Member functions inherited from Runner¶

`dead() const noexcept`	Check if the runner is dead.
`finished() const`	Check if `run` has been run to completion or not.
`kill() noexcept`	Stop `run` from running (thread-safe).
`report() const`	Check if it is time to report.
`report_every() const noexcept`	Get the minimum elapsed time between reports.
`report_every(TIntType)`	Set the minimum elapsed time between reports.
`report_every(std::chrono::nanoseconds)`	Set the minimum elapsed time between reports.
`report_why_we_stopped() const`	Report why `run` stopped.
`run()`	Run until `finished` .
`run_for(TIntType)`	Run for a specified amount of time.
`run_for(std::chrono::nanoseconds)`	Run for a specified amount of time.
`run_until(T&&)`	Run until a nullary predicate returns `true` or `finished` .

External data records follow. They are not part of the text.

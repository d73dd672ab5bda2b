//! Registration page with a candidate/company toggle.
//!
//! The selected role decides which profile fields are shown, which backend
//! endpoint is called, and the payload shape. As with login, navigation
//! after success is left to the signed-in redirect.

#[cfg(test)]
#[path = "register_test.rs"]
mod register_test;

use leptos::prelude::*;
use leptos_router::hooks::{use_navigate, use_query_map};

use super::login::email_problem;
use crate::auth::error::AuthError;
use crate::auth::guard::LOGIN_ROUTE;
use crate::components::form_errors::{FieldMessages, FormBanner};
use crate::net::error::FieldErrors;
use crate::net::types::{CandidateProfile, CompanyProfile, RegistrationProfile, Role};
use crate::util::auth::{install_signed_in_redirect, use_session, use_session_store};

pub(crate) const MIN_PASSWORD_LEN: usize = 8;

/// Inputs that show their own messages.
pub(crate) const REGISTER_FIELDS: &[&str] =
    &["email", "password", "confirm_password", "first_name", "last_name", "company_name"];

/// Raw form values as typed.
#[derive(Clone, Debug, Default, PartialEq, Eq)]
pub(crate) struct RegistrationForm {
    pub role: Role,
    pub email: String,
    pub password: String,
    pub confirm_password: String,
    pub first_name: String,
    pub last_name: String,
    pub company_name: String,
}

#[component]
pub fn RegisterPage() -> impl IntoView {
    let session = use_session();
    let store = use_session_store();
    let query = use_query_map();
    let next = Signal::derive(move || query.with(|q| q.get("next")));
    install_signed_in_redirect(session, next, use_navigate());

    let form = RwSignal::new(RegistrationForm::default());
    let error = RwSignal::new(None::<AuthError>);
    let busy = RwSignal::new(false);

    let on_submit = move |ev: leptos::ev::SubmitEvent| {
        ev.prevent_default();
        if busy.get() {
            return;
        }
        let profile = match validate_registration(&form.get()) {
            Ok(profile) => profile,
            Err(errors) => {
                error.set(Some(AuthError::Invalid(errors)));
                return;
            }
        };
        error.set(None);
        busy.set(true);

        #[cfg(feature = "hydrate")]
        {
            let store = store.clone();
            leptos::task::spawn_local(async move {
                if let Err(e) = store.register(&profile).await {
                    error.set(Some(e));
                }
                busy.set(false);
            });
        }
        #[cfg(not(feature = "hydrate"))]
        {
            let _unused = (&store, profile);
            busy.set(false);
        }
    };

    let role_button = move |role: Role| {
        view! {
            <button
                type="button"
                class="role-toggle__option"
                class=("role-toggle__option--active", move || form.with(|f| f.role == role))
                on:click=move |_| {
                    form.update(|f| f.role = role);
                    error.set(None);
                }
            >
                {role.label()}
            </button>
        }
    };

    let text_input = move |field: &'static str, kind: &'static str, placeholder: &'static str| {
        view! {
            <input
                class="auth-input"
                type=kind
                placeholder=placeholder
                prop:value=move || form.with(|f| f.value(field).to_owned())
                on:input=move |ev| form.update(|f| f.set_value(field, event_target_value(&ev)))
            />
            <FieldMessages error=error field=field/>
        }
    };

    view! {
        <div class="auth-page">
            <div class="auth-card">
                <h1>"Create an account"</h1>
                <div class="role-toggle">{role_button(Role::Candidate)} {role_button(Role::Company)}</div>
                <form class="auth-form" on:submit=on_submit>
                    <Show
                        when=move || form.with(|f| f.role == Role::Company)
                        fallback=move || {
                            view! {
                                {text_input("first_name", "text", "First name")}
                                {text_input("last_name", "text", "Last name")}
                            }
                        }
                    >
                        {text_input("company_name", "text", "Company name")}
                    </Show>
                    {text_input("email", "email", "you@example.com")}
                    {text_input("password", "password", "Password")}
                    {text_input("confirm_password", "password", "Confirm password")}
                    <FormBanner error=error fields=REGISTER_FIELDS/>
                    <button class="auth-button" type="submit" disabled=move || busy.get()>
                        {move || if busy.get() { "Creating account..." } else { "Create account" }}
                    </button>
                </form>
                <p class="auth-card__footer">
                    "Already registered? " <a href=LOGIN_ROUTE>"Sign in"</a>
                </p>
            </div>
        </div>
    }
}

impl RegistrationForm {
    fn value(&self, field: &str) -> &str {
        match field {
            "email" => &self.email,
            "password" => &self.password,
            "confirm_password" => &self.confirm_password,
            "first_name" => &self.first_name,
            "last_name" => &self.last_name,
            "company_name" => &self.company_name,
            _ => "",
        }
    }

    fn set_value(&mut self, field: &str, value: String) {
        match field {
            "email" => self.email = value,
            "password" => self.password = value,
            "confirm_password" => self.confirm_password = value,
            "first_name" => self.first_name = value,
            "last_name" => self.last_name = value,
            "company_name" => self.company_name = value,
            _ => {}
        }
    }
}

/// Check the form and build the role-specific profile.
///
/// Field keys match the backend's so server-side messages land under the
/// same inputs.
pub(crate) fn validate_registration(form: &RegistrationForm) -> Result<RegistrationProfile, FieldErrors> {
    let mut errors = FieldErrors::default();
    let email = form.email.trim();
    if let Some(message) = email_problem(email) {
        errors.push("email", message);
    }
    if form.password.chars().count() < MIN_PASSWORD_LEN {
        errors.push("password", format!("Use at least {MIN_PASSWORD_LEN} characters."));
    }
    if form.confirm_password != form.password {
        errors.push("confirm_password", "Passwords do not match.");
    }

    let first_name = form.first_name.trim();
    let last_name = form.last_name.trim();
    let company_name = form.company_name.trim();
    match form.role {
        Role::Candidate => {
            if first_name.is_empty() {
                errors.push("first_name", "Enter your first name.");
            }
            if last_name.is_empty() {
                errors.push("last_name", "Enter your last name.");
            }
        }
        Role::Company => {
            if company_name.is_empty() {
                errors.push("company_name", "Enter the company name.");
            }
        }
    }
    if !errors.is_empty() {
        return Err(errors);
    }

    Ok(match form.role {
        Role::Candidate => RegistrationProfile::Candidate(CandidateProfile {
            email: email.to_owned(),
            password: form.password.clone(),
            first_name: first_name.to_owned(),
            last_name: last_name.to_owned(),
        }),
        Role::Company => RegistrationProfile::Company(CompanyProfile {
            email: email.to_owned(),
            password: form.password.clone(),
            company_name: company_name.to_owned(),
        }),
    })
}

`run_until(bool(*)())`	Run until a nullary predicate returns `true` or `finished` .
`running() const noexcept`	Check if currently running.
`running_for() const noexcept`	Check if the runner is currently running for a particular length of time.
`running_until() const noexcept`	Check if the runner is currently running until a nullary predicate returns `true`.
`started() const`	Check if `run` has been called at least once before.
`stopped() const`	Check if the runner is stopped.
`stopped_by_predicate() const`	Check if the runner was, or should, stop because of the argument for `run_until` .
`timed_out() const`	Check if the amount of time passed to `run_for` has elapsed.